It’d be interesting to hear the H. Arbitor’s opinion on this. IMO, officers 
should use this mechanism iff it’s a substantially new interpretation, so that 
we have a log of what we’ve decided about how new rules work, instead of having 
to find the threads where we figured it out last time.

Gaelan

> On Feb 12, 2020, at 10:32 PM, James Cook <jc...@cs.berkeley.edu> wrote:
> 
> On Tue, 11 Feb 2020 at 07:34, Gaelan Steele via agora-discussion
> <agora-discussion@agoranomic.org> wrote:
>> I submit this proposal: {
>> Title: Calls with Memoranda
>> AI: 2
>> Co-authors: Aris, G, Alexis
>> 
>> Create a new Power-2 rule titled “Administrative Opinions”: {
>> An officer may publish an Administrative Opinion for a judicial case, 
>> specifying a valid judgement for that case.

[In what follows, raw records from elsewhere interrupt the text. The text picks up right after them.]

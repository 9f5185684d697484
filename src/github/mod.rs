//! GitHub API module.
pub(crate) mod client;
pub(crate) mod models;

/// Default GitHub API base URL.
pub(crate) const GITHUB_API_URL: &str = "https://api.github.com";

/// GitHub API version header.
const GITHUB_API_HEADER: &str = "X-GitHub-Api-Version";

/// GitHub API version.
const GITHUB_API_VERSION: &str = "2022-11-28";

/// Marker substring of GitHub's synthetic noreply addresses.
pub(crate) const NOREPLY_MARKER: &str = "noreply.github.com";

Officers SHOULD only assign 
>> Administrative Opinions to cases with which eir office is primarily 
>> concerned. The Arbitor SHOULD record Administrative Opinions along with case 
>> judgements. An officer who has published an Administrative Opinion for an 
>> unassigned case may, without objection, Administratively Close a case, 
>> causing em to become the judge for the case and eir Administrative Opinion 
>> to become the judgment for the case. The Arbitor SHOULD NOT assign a judge 
>> to a case while proceedings to Administratively Close it are ongoing.
>> }
>> }
>> 
>> [This is intended to be used in two ways:
>> 1) As a mechanism for officers to record uncontroversial rulings as they 
>> come up: If someone does something weird, the officer can call the CFJ, 
>> issue an Opinion, and move to Administratively Close in the same message. In 
>> this case, this basically is a memorandum that gets recorded in the CFJ log.
> 
> When something weird happens that relates to my office, I normally
> just say what I think happened without calling a CFJ unless someone
> disagrees. Is it better to call a CFJs even if there's no controversy?
> 
> I wonder if the CFJ logs could get cluttered if people get too
> enthusiastic about this mechanism.
> 
>> 2) As a mechanism to uncontroversially resolve CFJs initiated by someone 
>> else.
> 
> I like the way your proposal accomplishes this.